▼
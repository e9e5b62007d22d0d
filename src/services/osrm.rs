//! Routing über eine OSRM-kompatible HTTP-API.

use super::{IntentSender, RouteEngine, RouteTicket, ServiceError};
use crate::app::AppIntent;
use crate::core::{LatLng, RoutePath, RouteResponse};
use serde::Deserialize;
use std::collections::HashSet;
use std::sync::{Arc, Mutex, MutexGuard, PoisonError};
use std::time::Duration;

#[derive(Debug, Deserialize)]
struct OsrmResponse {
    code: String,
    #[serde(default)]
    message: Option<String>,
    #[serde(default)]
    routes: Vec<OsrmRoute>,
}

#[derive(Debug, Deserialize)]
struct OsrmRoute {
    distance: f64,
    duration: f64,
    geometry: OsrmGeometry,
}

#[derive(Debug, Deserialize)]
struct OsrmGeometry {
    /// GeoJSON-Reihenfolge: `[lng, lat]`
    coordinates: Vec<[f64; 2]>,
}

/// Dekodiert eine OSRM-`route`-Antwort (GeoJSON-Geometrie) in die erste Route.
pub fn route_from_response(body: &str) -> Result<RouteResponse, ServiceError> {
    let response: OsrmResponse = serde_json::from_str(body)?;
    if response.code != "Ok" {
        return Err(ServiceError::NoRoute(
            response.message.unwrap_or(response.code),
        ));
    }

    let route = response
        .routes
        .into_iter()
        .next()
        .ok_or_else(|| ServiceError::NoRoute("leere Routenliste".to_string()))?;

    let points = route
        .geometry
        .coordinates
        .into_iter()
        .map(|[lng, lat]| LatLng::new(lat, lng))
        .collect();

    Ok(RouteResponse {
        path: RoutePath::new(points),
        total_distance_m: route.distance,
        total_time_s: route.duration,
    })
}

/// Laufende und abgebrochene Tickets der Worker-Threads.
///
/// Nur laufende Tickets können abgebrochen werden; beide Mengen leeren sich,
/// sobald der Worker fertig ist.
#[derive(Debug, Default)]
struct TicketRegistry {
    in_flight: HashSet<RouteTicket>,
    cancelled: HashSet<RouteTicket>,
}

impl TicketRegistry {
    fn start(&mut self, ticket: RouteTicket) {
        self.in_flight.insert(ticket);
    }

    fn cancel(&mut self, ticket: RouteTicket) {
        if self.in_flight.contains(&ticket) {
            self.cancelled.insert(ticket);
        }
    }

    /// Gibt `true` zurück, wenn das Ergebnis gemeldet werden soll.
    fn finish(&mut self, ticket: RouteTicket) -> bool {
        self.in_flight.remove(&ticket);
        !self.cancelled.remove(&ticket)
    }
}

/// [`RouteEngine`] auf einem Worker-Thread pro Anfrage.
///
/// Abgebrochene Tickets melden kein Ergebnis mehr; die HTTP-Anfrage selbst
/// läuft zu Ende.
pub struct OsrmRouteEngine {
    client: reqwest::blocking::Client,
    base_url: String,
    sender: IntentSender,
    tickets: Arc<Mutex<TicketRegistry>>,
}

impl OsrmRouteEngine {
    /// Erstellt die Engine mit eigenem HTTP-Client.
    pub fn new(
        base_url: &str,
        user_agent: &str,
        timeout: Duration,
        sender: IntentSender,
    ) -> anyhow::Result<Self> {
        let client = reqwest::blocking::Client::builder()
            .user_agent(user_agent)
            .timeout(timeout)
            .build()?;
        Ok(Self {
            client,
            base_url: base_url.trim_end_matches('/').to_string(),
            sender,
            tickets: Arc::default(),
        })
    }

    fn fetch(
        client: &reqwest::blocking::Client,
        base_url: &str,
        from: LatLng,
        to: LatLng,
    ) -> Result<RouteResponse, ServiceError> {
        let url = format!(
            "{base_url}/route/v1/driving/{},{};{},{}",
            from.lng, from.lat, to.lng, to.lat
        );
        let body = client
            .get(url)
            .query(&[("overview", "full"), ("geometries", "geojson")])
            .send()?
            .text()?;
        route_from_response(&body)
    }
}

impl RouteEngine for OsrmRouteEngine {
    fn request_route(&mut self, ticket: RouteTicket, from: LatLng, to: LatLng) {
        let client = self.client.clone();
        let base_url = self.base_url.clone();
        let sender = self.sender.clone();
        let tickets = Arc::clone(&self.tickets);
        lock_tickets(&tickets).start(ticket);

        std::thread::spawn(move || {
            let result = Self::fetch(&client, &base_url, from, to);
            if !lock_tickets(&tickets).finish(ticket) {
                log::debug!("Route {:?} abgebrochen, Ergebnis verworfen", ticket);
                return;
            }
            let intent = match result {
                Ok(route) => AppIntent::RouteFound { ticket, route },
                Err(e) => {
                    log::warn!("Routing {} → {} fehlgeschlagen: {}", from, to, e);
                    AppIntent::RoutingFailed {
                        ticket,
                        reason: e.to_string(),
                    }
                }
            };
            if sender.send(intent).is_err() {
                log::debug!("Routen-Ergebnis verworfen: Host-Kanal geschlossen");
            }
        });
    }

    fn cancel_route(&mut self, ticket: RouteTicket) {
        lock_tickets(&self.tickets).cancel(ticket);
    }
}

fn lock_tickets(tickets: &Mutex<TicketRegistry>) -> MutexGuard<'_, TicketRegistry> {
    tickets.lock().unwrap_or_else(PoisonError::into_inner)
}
▲
▼
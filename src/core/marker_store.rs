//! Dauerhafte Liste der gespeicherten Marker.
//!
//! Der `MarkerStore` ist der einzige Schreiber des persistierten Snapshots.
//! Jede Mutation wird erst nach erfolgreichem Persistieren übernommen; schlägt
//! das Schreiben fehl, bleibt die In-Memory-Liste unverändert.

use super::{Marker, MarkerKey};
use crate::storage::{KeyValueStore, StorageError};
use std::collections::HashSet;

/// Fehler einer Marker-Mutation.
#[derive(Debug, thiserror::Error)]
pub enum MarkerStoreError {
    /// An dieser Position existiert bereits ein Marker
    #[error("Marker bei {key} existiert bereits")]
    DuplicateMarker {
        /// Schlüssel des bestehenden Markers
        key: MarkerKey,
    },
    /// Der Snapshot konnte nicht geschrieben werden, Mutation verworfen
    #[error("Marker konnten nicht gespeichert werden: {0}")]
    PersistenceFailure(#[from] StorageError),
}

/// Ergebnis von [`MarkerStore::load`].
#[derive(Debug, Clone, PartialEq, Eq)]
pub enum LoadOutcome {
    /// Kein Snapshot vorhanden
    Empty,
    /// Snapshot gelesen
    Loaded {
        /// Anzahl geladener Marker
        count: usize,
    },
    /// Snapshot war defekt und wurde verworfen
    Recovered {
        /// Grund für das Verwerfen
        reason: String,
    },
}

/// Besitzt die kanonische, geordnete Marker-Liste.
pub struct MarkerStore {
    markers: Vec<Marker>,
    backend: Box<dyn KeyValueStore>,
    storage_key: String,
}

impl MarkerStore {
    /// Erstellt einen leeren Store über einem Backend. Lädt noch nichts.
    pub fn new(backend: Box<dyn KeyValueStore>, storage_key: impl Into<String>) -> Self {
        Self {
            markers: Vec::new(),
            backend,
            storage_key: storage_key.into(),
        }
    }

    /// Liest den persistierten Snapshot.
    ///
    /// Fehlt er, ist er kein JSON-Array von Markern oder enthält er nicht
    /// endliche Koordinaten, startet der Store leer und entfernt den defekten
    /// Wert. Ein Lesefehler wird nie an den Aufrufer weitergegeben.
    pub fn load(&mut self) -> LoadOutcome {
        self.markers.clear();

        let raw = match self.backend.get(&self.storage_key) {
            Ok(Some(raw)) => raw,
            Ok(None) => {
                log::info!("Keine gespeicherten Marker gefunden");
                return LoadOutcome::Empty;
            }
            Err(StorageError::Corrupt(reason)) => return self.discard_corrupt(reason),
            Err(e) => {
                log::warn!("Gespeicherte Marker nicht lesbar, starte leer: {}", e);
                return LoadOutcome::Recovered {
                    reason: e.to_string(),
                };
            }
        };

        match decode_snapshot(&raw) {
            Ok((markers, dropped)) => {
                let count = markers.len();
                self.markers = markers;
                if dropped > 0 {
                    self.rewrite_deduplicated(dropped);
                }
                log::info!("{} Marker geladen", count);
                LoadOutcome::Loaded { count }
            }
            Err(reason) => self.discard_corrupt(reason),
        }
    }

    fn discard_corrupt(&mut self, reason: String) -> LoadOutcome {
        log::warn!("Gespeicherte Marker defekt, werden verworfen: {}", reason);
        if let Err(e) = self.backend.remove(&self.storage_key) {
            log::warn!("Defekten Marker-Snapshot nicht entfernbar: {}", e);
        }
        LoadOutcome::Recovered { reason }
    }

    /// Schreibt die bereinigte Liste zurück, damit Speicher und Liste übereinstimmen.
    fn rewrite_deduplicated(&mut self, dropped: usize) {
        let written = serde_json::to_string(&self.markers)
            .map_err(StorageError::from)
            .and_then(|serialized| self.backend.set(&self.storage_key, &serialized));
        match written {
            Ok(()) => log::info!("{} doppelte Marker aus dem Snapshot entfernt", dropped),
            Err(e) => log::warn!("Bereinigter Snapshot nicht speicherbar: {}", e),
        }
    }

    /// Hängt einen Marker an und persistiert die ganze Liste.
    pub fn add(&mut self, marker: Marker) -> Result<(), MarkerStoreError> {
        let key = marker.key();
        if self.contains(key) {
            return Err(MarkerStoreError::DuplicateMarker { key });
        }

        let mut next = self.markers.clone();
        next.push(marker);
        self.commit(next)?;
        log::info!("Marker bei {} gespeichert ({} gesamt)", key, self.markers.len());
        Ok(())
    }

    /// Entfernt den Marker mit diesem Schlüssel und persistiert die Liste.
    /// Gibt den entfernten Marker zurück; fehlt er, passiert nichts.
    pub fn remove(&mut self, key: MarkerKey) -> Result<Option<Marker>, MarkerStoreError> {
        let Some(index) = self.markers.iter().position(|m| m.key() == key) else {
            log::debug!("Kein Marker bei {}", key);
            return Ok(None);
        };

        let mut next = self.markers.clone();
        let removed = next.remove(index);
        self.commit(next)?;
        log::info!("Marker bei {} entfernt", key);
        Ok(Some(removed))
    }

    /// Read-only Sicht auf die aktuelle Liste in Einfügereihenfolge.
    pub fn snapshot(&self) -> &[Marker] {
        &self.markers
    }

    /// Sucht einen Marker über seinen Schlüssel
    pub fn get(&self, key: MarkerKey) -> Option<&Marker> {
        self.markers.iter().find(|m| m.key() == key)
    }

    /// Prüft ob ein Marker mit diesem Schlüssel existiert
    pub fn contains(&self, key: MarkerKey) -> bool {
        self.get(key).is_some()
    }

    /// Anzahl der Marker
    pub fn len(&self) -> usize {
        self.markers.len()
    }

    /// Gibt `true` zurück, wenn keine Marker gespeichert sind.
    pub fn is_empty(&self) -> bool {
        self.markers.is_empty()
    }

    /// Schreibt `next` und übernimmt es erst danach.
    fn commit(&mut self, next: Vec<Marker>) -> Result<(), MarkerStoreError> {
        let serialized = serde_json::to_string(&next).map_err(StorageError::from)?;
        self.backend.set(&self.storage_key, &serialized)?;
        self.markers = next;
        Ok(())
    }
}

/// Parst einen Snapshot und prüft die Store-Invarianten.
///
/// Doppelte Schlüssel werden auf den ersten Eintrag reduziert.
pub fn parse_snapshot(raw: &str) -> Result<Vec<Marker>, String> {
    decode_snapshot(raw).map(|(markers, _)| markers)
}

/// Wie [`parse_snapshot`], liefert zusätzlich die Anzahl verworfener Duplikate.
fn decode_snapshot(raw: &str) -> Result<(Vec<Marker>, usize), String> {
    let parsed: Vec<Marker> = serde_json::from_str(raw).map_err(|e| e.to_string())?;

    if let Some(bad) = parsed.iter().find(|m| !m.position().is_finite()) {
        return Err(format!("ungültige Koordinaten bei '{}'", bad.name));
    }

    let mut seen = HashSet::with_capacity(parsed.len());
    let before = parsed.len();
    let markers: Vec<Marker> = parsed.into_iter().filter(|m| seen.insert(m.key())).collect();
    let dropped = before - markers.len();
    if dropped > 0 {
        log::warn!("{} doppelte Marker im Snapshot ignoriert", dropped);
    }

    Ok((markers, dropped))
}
▲
| EXERCISE OBJECTIVE |
All that belongs in your answer is the stretch of entries above from the line with "let result = Self::fetch(&client, &base_url, from, to);" through the line with "let intent = match", printed exactly.

| WRITTEN ANSWER |
            let result = Self::fetch(&client, &base_url, from, to);
            if !lock_tickets(&tickets).finish(ticket) {
                log::debug!("Route {:?} abgebrochen, Ergebnis verworfen", ticket);
                return;
            }
            let intent = match result {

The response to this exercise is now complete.